I was told he had AIDS. Not sure about gossip though.
 
I recommend that you gear towards "small-dose" anabolics, in the sense that there are steroids that are dosed in micrograms-and-milligrams. One of the few somewhat-commonly available is DMN.

Put it all into your formula with GH, IGF, BPC157, Dihexa, PGE1, PGF2a, and do the localized-bilateral microinjections. Cloprostenol and Alprostadil only needs dosed 2-10mcg. Some people do DMN @20mcg.

DatBTrue, as a researcher, said a lot of things, and there is no reason to pine after any specific protocol. He could say things that were contradictory if you couldn't understand the probability-involved. As he developed his thoughts, this thing was always a work-in-progress.

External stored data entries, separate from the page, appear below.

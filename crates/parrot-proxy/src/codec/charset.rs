//! Character sets supported by the body codec.
//!
//! Only the charsets a proxy actually meets on the wire are supported. Any
//! other label resolves to `None` and callers fall back to [`DEFAULT_CHARSET`].

use serde::{Deserialize, Deserializer, Serialize, Serializer};
use std::fmt;

/// Charset used for text bodies when nothing else is declared.
pub const DEFAULT_CHARSET: Charset = Charset::Utf8;

const UTF16_BE_BOM: [u8; 2] = [0xFE, 0xFF];
const UTF16_LE_BOM: [u8; 2] = [0xFF, 0xFE];

#[derive(Debug, Clone, Copy, PartialEq, Eq, Hash)]
pub enum Charset {
    Utf8,
    /// Big-endian with a byte order mark when encoding; honours either BOM when decoding.
    Utf16,
    /// `utf-16` content that arrived with a little-endian byte order mark,
    /// which is written back when encoding.
    Utf16LeBom,
    Utf16Be,
    Utf16Le,
    UsAscii,
    Iso8859_1,
}

impl Charset {
    /// Resolve a charset label (case-insensitive, common aliases accepted).
    pub fn for_label(label: &str) -> Option<Self> {
        let label = label.trim().trim_matches('"').to_ascii_lowercase();
        match label.as_str() {
            "utf-8" | "utf8" => Some(Charset::Utf8),
            "utf-16" | "utf16" => Some(Charset::Utf16),
            "utf-16be" | "utf16be" => Some(Charset::Utf16Be),
            "utf-16le" | "utf16le" => Some(Charset::Utf16Le),
            "us-ascii" | "ascii" | "iso646-us" => Some(Charset::UsAscii),
            "iso-8859-1" | "iso8859-1" | "latin1" | "l1" => Some(Charset::Iso8859_1),
            _ => None,
        }
    }

    /// Canonical lower-case label, as written into `Content-Type` headers.
    pub fn name(&self) -> &'static str {
        match self {
            Charset::Utf8 => "utf-8",
            Charset::Utf16 | Charset::Utf16LeBom => "utf-16",
            Charset::Utf16Be => "utf-16be",
            Charset::Utf16Le => "utf-16le",
            Charset::UsAscii => "us-ascii",
            Charset::Iso8859_1 => "iso-8859-1",
        }
    }

    /// Encode text. Characters the charset cannot represent become `?`.
    pub fn encode(&self, text: &str) -> Vec<u8> {
        match self {
            Charset::Utf8 => text.as_bytes().to_vec(),
            Charset::Utf16 => {
                let mut bytes = UTF16_BE_BOM.to_vec();
                bytes.extend(text.encode_utf16().flat_map(u16::to_be_bytes));
                bytes
            }
            Charset::Utf16LeBom => {
                let mut bytes = UTF16_LE_BOM.to_vec();
                bytes.extend(text.encode_utf16().flat_map(u16::to_le_bytes));
                bytes
            }
            Charset::Utf16Be => text.encode_utf16().flat_map(u16::to_be_bytes).collect(),
            Charset::Utf16Le => text.encode_utf16().flat_map(u16::to_le_bytes).collect(),
            Charset::UsAscii => text
                .chars()
                .map(|c| if c.is_ascii() { c as u8 } else { b'?' })
                .collect(),
            Charset::Iso8859_1 => text
                .chars()
                .map(|c| u8::try_from(u32::from(c)).unwrap_or(b'?'))
                .collect(),
        }
    }

    /// Refine the charset from the payload's byte order mark, so that
    /// encoding the decoded text reproduces the original bytes.
    pub fn for_payload(self, bytes: &[u8]) -> Self {
        match self {
            Charset::Utf16 | Charset::Utf16LeBom if bytes.starts_with(&UTF16_LE_BOM) => {
                Charset::Utf16LeBom
            }
            Charset::Utf16LeBom => Charset::Utf16,
            other => other,
        }
    }

    /// Decode bytes. Malformed sequences become U+FFFD rather than failing.
    pub fn decode(&self, bytes: &[u8]) -> String {
        match self {
            Charset::Utf8 => String::from_utf8_lossy(bytes).into_owned(),
            Charset::Utf16 | Charset::Utf16LeBom => {
                if let Some(rest) = bytes.strip_prefix(&UTF16_BE_BOM) {
                    decode_utf16(rest, u16::from_be_bytes)
                } else if let Some(rest) = bytes.strip_prefix(&UTF16_LE_BOM) {
                    decode_utf16(rest, u16::from_le_bytes)
                } else {
                    decode_utf16(bytes, u16::from_be_bytes)
                }
            }
            Charset::Utf16Be => decode_utf16(bytes, u16::from_be_bytes),
            Charset::Utf16Le => decode_utf16(bytes, u16::from_le_bytes),
            Charset::UsAscii => bytes
                .iter()
                .map(|&b| if b.is_ascii() { b as char } else { '\u{FFFD}' })
                .collect(),
            Charset::Iso8859_1 => bytes.iter().map(|&b| b as char).collect(),
        }
    }
}

fn decode_utf16(bytes: &[u8], unit: fn([u8; 2]) -> u16) -> String {
    let mut units: Vec<u16> = bytes
        .chunks_exact(2)
        .map(|pair| unit([pair[0], pair[1]]))
        .collect();
    if bytes.len() % 2 == 1 {
        // dangling byte
        units.push(0xFFFD);
    }
    char::decode_utf16(units)
        .map(|c| c.unwrap_or(char::REPLACEMENT_CHARACTER))
        .collect()
}

impl fmt::Display for Charset {
    fn fmt(&self, f: &mut fmt::Formatter<'_>) -> fmt::Result {
        f.write_str(self.name())
    }
}

impl Serialize for Charset {
    fn serialize<S: Serializer>(&self, serializer: S) -> Result<S::Ok, S::Error> {
        serializer.serialize_str(self.name())
    }
}

impl<'de> Deserialize<'de> for Charset {
    fn deserialize<D: Deserializer<'de>>(deserializer: D) -> Result<Self, D::Error> {
        use serde::de::Error;
        let label = String::deserialize(deserializer)?;
        Charset::for_label(&label)
            .ok_or_else(|| D::Error::custom(format!("unsupported charset: {label}")))
    }
}
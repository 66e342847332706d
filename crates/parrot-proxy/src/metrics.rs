//! Prometheus metrics for parrot-proxy.
//!
//! Tracks proxied traffic, filter short-circuits, verifications and the size
//! of the request log.
use lazy_static::lazy_static;
use prometheus::{
    register_counter, register_counter_vec, register_histogram_vec, register_int_gauge, Counter,
    CounterVec, Encoder, HistogramVec, IntGauge, TextEncoder,
};
use tracing::warn;

lazy_static! {
    /// Total number of proxied requests, by final status returned to the caller
    pub static ref REQUESTS_TOTAL: CounterVec = register_counter_vec!(
        "parrot_requests_total",
        "Total number of requests processed by the proxy",
        &["method", "status"]
    )
    .unwrap();

    /// Requests dropped by a request filter
    pub static ref FILTER_SHORT_CIRCUITS_TOTAL: Counter = register_counter!(
        "parrot_filter_short_circuits_total",
        "Total number of requests a request filter stopped before forwarding"
    )
    .unwrap();

    /// Verification outcomes
    pub static ref VERIFICATIONS_TOTAL: CounterVec = register_counter_vec!(
        "parrot_verifications_total",
        "Total number of verifications run against the request log",
        &["kind", "result"]  // kind: count|sequence, result: pass|fail
    )
    .unwrap();

    /// Upstream request duration
    pub static ref UPSTREAM_REQUEST_DURATION_MS: HistogramVec = register_histogram_vec!(
        "parrot_upstream_request_duration_ms",
        "Duration of upstream requests in milliseconds",
        &["method", "status"],
        vec![1.0, 5.0, 10.0, 25.0, 50.0, 100.0, 250.0, 500.0, 1000.0, 2500.0, 5000.0]
    )
    .unwrap();

    /// Entries currently held in the request log
    pub static ref LOG_ENTRIES: IntGauge = register_int_gauge!(
        "parrot_log_entries",
        "Number of request/response pairs in the request log"
    )
    .unwrap();
}

/// Collect and return all metrics in Prometheus text format
pub fn collect_metrics() -> String {
    let encoder = TextEncoder::new();
    let metric_families = prometheus::gather();
    let mut buffer = Vec::new();
    if let Err(e) = encoder.encode(&metric_families, &mut buffer) {
        warn!("Failed to encode metrics: {}", e);
    }
    String::from_utf8_lossy(&buffer).into_owned()
}

pub fn record_request(method: &str, status: u16) {
    REQUESTS_TOTAL
        .with_label_values(&[method, &status.to_string()])
        .inc();
}

pub fn record_short_circuit() {
    FILTER_SHORT_CIRCUITS_TOTAL.inc();
}

/// `kind` is `count` or `sequence`.
pub fn record_verification(kind: &str, passed: bool) {
    let result = if passed { "pass" } else { "fail" };
    VERIFICATIONS_TOTAL.with_label_values(&[kind, result]).inc();
}

pub fn record_upstream_duration(method: &str, status: u16, duration_ms: f64) {
    UPSTREAM_REQUEST_DURATION_MS
        .with_label_values(&[method, &status.to_string()])
        .observe(duration_ms);
}

pub fn set_log_entries(count: usize) {
    LOG_ENTRIES.set(count as i64);
}
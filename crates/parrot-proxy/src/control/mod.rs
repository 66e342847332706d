//! Control surface: `PUT` requests that query and mutate the request log.
//!
//! # Module Structure
//!
//! - `router` - path dispatch and handlers
//! - `types` - response helpers

mod router;
mod types;

pub use router::{handle_control, ControlRoute};
pub use types::{
    build_response, build_response_with_headers, json_response, status_response, text_response,
};
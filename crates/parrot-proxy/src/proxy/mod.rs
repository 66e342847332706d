//! Proxy server module.
//!
//! # Module Structure
//!
//! - `server` - listeners and accept loops
//! - `handler` - one proxy cycle: control dispatch, filters, forwarding, logging
//! - `client` - outbound client trait and the pooled hyper implementation

mod client;
mod handler;
mod server;

pub use client::{create_http_client, HttpClient, HyperOutboundClient, OutboundClient};
pub use handler::ProxyHandler;
pub use server::{MetricsServer, ProxyServer};
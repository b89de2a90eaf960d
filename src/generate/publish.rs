use anyhow::{anyhow, Context, Result};
use std::collections::BTreeMap;
use std::ffi::OsString;
use std::path::{Path, PathBuf};
use tokio::fs;
use tracing::{debug, warn};

use crate::{shard_file_name, validate_shard_key, CacheEntry};

/// Shards are written into a sibling staging directory and swapped into
/// place only once every file is on disk.
pub struct Publisher {
    target: PathBuf,
    staging: PathBuf,
    previous: PathBuf,
}

fn sibling(target: &Path, file_name: &std::ffi::OsStr, suffix: &str) -> PathBuf {
    let mut name = OsString::from(".");
    name.push(file_name);
    name.push(suffix);
    target.with_file_name(name)
}

impl Publisher {
    /// The target must end in a directory name (not `.`, `..` or `/`).
    pub fn new<P: AsRef<Path>>(target: P) -> Result<Self> {
        let target = target.as_ref().to_path_buf();
        let file_name = target
            .file_name()
            .ok_or_else(|| anyhow!("Output path {} has no directory name", target.display()))?
            .to_os_string();

        Ok(Self {
            staging: sibling(&target, &file_name, ".staging"),
            previous: sibling(&target, &file_name, ".previous"),
            target,
        })
    }

    pub fn target(&self) -> &Path {
        &self.target
    }

    async fn remove_if_present(path: &Path) -> Result<()> {
        if fs::try_exists(path).await? {
            fs::remove_dir_all(path)
                .await
                .with_context(|| format!("Failed to remove {}", path.display()))?;
        }
        Ok(())
    }

    /// Puts the last good publish back when a run died between the two
    /// renames of the swap. Returns true if anything was restored.
    pub async fn recover(&self) -> Result<bool> {
        if fs::try_exists(&self.target).await? || !fs::try_exists(&self.previous).await? {
            return Ok(false);
        }
        warn!(
            "Restoring {} from an interrupted publish",
            self.target.display()
        );
        fs::rename(&self.previous, &self.target)
            .await
            .with_context(|| format!("Failed to restore {}", self.target.display()))?;
        Ok(true)
    }

    pub async fn publish(&self, shards: BTreeMap<String, Vec<CacheEntry>>) -> Result<usize> {
        for key in shards.keys() {
            validate_shard_key(key)?;
        }

        if let Some(parent) = self.target.parent().filter(|p| !p.as_os_str().is_empty()) {
            fs::create_dir_all(parent)
                .await
                .with_context(|| format!("Failed to create {}", parent.display()))?;
        }

        self.recover().await?;
        // Leftovers from a run that died mid-publish.
        Self::remove_if_present(&self.staging).await?;
        Self::remove_if_present(&self.previous).await?;

        fs::create_dir_all(&self.staging)
            .await
            .context("Failed to create staging directory")?;

        let count = shards.len();
        let mut handles = Vec::with_capacity(count);
        for (key, entries) in shards {
            let path = self.staging.join(shard_file_name(&key));
            handles.push(tokio::spawn(async move {
                let body = serde_json::to_vec(&entries)?;
                fs::write(&path, body)
                    .await
                    .with_context(|| format!("Failed to write {}", path.display()))?;
                Ok::<_, anyhow::Error>(())
            }));
        }
        for handle in handles {
            handle.await.context("Shard write task panicked")??;
        }

        if fs::try_exists(&self.target).await? {
            fs::rename(&self.target, &self.previous)
                .await
                .with_context(|| format!("Failed to move aside {}", self.target.display()))?;
        }
        fs::rename(&self.staging, &self.target)
            .await
            .with_context(|| format!("Failed to publish {}", self.target.display()))?;
        Self::remove_if_present(&self.previous).await?;

        debug!("Published {} shards to {}", count, self.target.display());
        Ok(count)
    }
}
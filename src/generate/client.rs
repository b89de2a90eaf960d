use anyhow::{anyhow, Context, Result};
use rand::Rng;
use reqwest::{Client, Url};
use std::time::Duration;
use tracing::{debug, warn};

use crate::{Organization, OrganizationsResponse};

const ORGANIZATIONS_PATH: &str = "/api/v1/govt/organization/";

#[derive(Debug, Clone, Copy)]
pub struct RetryPolicy {
    pub max_attempts: u32,
    pub base_delay: Duration,
}

impl Default for RetryPolicy {
    fn default() -> Self {
        Self {
            max_attempts: 3,
            base_delay: Duration::from_millis(1000),
        }
    }
}

impl RetryPolicy {
    /// Full jitter: uniform in `[0, base_delay * 2^failed_attempts]`.
    pub fn backoff(&self, failed_attempts: u32) -> Duration {
        let ceiling = self
            .base_delay
            .saturating_mul(2u32.saturating_pow(failed_attempts));
        let ceiling_ms = ceiling.as_millis().min(u64::MAX as u128) as u64;
        if ceiling_ms == 0 {
            return Duration::ZERO;
        }
        Duration::from_millis(rand::thread_rng().gen_range(0..=ceiling_ms))
    }
}

pub struct CareClient {
    client: Client,
    base_url: Url,
    retry: RetryPolicy,
    page_size: usize,
}

impl CareClient {
    pub fn new(
        base_url: &str,
        retry: RetryPolicy,
        page_size: usize,
        timeout_secs: u64,
    ) -> Result<Self> {
        let client = Client::builder()
            .timeout(Duration::from_secs(timeout_secs))
            .build()
            .context("Failed to build HTTP client")?;
        let base_url = Url::parse(base_url)
            .with_context(|| format!("Invalid organizations API URL: {}", base_url))?;

        Ok(Self {
            client,
            base_url,
            retry,
            page_size,
        })
    }

    fn organizations_url(&self, parent: Option<&Organization>) -> Url {
        let mut url = self.base_url.clone();
        url.set_path(ORGANIZATIONS_PATH);
        {
            let mut query = url.query_pairs_mut();
            query.clear();
            query.append_pair("limit", &self.page_size.to_string());
            match parent {
                Some(parent) => query.append_pair("parent", &parent.id),
                None => query.append_pair("level_cache", "1"),
            };
        }
        url
    }

    /// Root organizations when `parent` is None, otherwise its direct children.
    pub async fn fetch_organizations(
        &self,
        parent: Option<&Organization>,
    ) -> Result<Vec<Organization>> {
        let url = self.organizations_url(parent);
        if let Some(parent) = parent {
            debug!("Fetching children of {}", parent.name);
        }

        let response = self.fetch_with_retry(&url).await?;

        if response.count > response.results.len() {
            return Err(anyhow!(
                "{} returned {} of {} organizations; raise the page size above {}",
                url,
                response.results.len(),
                response.count,
                self.page_size
            ));
        }

        Ok(response.results)
    }

    async fn fetch_with_retry(&self, url: &Url) -> Result<OrganizationsResponse> {
        let max_attempts = self.retry.max_attempts.max(1);
        let mut attempt = 0;

        loop {
            match self.make_request(url).await {
                Ok(response) => return Ok(response),
                Err(e) => {
                    attempt += 1;
                    if attempt >= max_attempts {
                        return Err(e.context(format!(
                            "Giving up on {} after {} attempts",
                            url, attempt
                        )));
                    }
                    let wait = self.retry.backoff(attempt);
                    warn!(
                        "Attempt {} failed, retrying in {}ms: {:#}",
                        attempt,
                        wait.as_millis(),
                        e
                    );
                    tokio::time::sleep(wait).await;
                }
            }
        }
    }

    async fn make_request(&self, url: &Url) -> Result<OrganizationsResponse> {
        let response = self.client.get(url.clone()).send().await?;
        let status = response.status();

        if !status.is_success() {
            return Err(anyhow!(
                "Failed to fetch organizations from {}: HTTP {}",
                url,
                status
            ));
        }

        response
            .json::<OrganizationsResponse>()
            .await
            .with_context(|| format!("Failed to decode organizations from {}", url))
    }
}
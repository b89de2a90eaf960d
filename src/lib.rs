use anyhow::{bail, Result};
use serde::{Deserialize, Serialize};
use std::path::{Component, Path};

pub mod generate;
pub mod i18n;
pub mod selector;

/// Shard key for the root level of the hierarchy.
pub const INDEX_SHARD: &str = "index";

pub fn shard_file_name(key: &str) -> String {
    format!("{}.json", key)
}

/// Shard keys become file names, so an id must be one plain path component.
pub fn validate_shard_key(key: &str) -> Result<()> {
    let mut components = Path::new(key).components();
    let single_normal = matches!(
        (components.next(), components.next()),
        (Some(Component::Normal(name)), None) if name == key
    );
    if !single_normal || key.contains(['/', '\\']) {
        bail!("Organization id {:?} cannot be used as a shard name", key);
    }
    Ok(())
}

#[derive(Debug, Clone, Default, Serialize, Deserialize)]
pub struct OrganizationMetadata {
    #[serde(default)]
    pub country: Option<String>,
    #[serde(default)]
    pub govt_org_type: Option<String>,
    #[serde(default)]
    pub govt_org_children_type: Option<String>,
}

/// Roots carry either no parent or an empty object, so every field is optional.
#[derive(Debug, Clone, Default, Serialize, Deserialize)]
pub struct ParentRef {
    #[serde(default)]
    pub id: Option<String>,
    #[serde(default)]
    pub name: Option<String>,
}

#[derive(Debug, Clone, Serialize, Deserialize)]
pub struct Organization {
    pub id: String,
    pub name: String,
    #[serde(default)]
    pub active: bool,
    #[serde(default)]
    pub org_type: Option<String>,
    #[serde(default)]
    pub metadata: Option<OrganizationMetadata>,
    #[serde(default)]
    pub level_cache: Option<u32>,
    #[serde(default)]
    pub system_generated: bool,
    #[serde(default)]
    pub has_children: bool,
    #[serde(default)]
    pub parent: Option<ParentRef>,
}

#[derive(Debug, Clone, Serialize, Deserialize)]
pub struct OrganizationsResponse {
    pub count: usize,
    pub results: Vec<Organization>,
}

/// One row of a published shard.
#[derive(Debug, Clone, PartialEq, Eq, Serialize, Deserialize)]
pub struct CacheEntry {
    pub id: String,
    pub name: String,
    pub has_children: bool,
    #[serde(rename = "type", default, skip_serializing_if = "Option::is_none")]
    pub org_type: Option<String>,
    #[serde(default, skip_serializing_if = "Option::is_none")]
    pub children_type: Option<String>,
}

impl From<&Organization> for CacheEntry {
    fn from(org: &Organization) -> Self {
        let metadata = org.metadata.as_ref();
        Self {
            id: org.id.clone(),
            name: org.name.clone(),
            has_children: org.has_children,
            org_type: metadata.and_then(|m| m.govt_org_type.clone()),
            children_type: metadata.and_then(|m| m.govt_org_children_type.clone()),
        }
    }
}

I'm not sure what protocol you are talking about, but it's pretty much like a lot of the same if you just want low-dose anabolic and GH. Some of his followers started a new forum with his information (or something), but I actually haven't even looked at it yet...
 
Can anyone inform about the link where Datbtrue recommend the use of small dose anabolics with HGH?
Thanks.

Sorry, his site and all the information was taken down so no links exist. Having read most of his content, I don't recall any such advocacy in general. He was not a fan of rHGH, hence the many years of focus on peptides which don't elevate IGF-1 levels (except for CJC MPA for specific purposes like healing).
 
Sorry, his site and all the information was taken down so no links exist. Having read most of his content, I don't recall any such advocacy in general. He was not a fan of rHGH, hence the many years of focus on peptides which don't elevate IGF-1 levels (except for CJC MPA for specific purposes like healing).

No. But obviously, he was known for the peptides, and he had many "advocacies" for differing situations.

Pulse with upto 1.5iu hGH, maybe upto 3iu, for health. With-or-without IGF, depending. IGF, for the most cautious, was to be micro dosed into bilateral injections.

There were low-dose anabolics protocols for people whom he believed needed such help. It's not some big question, though.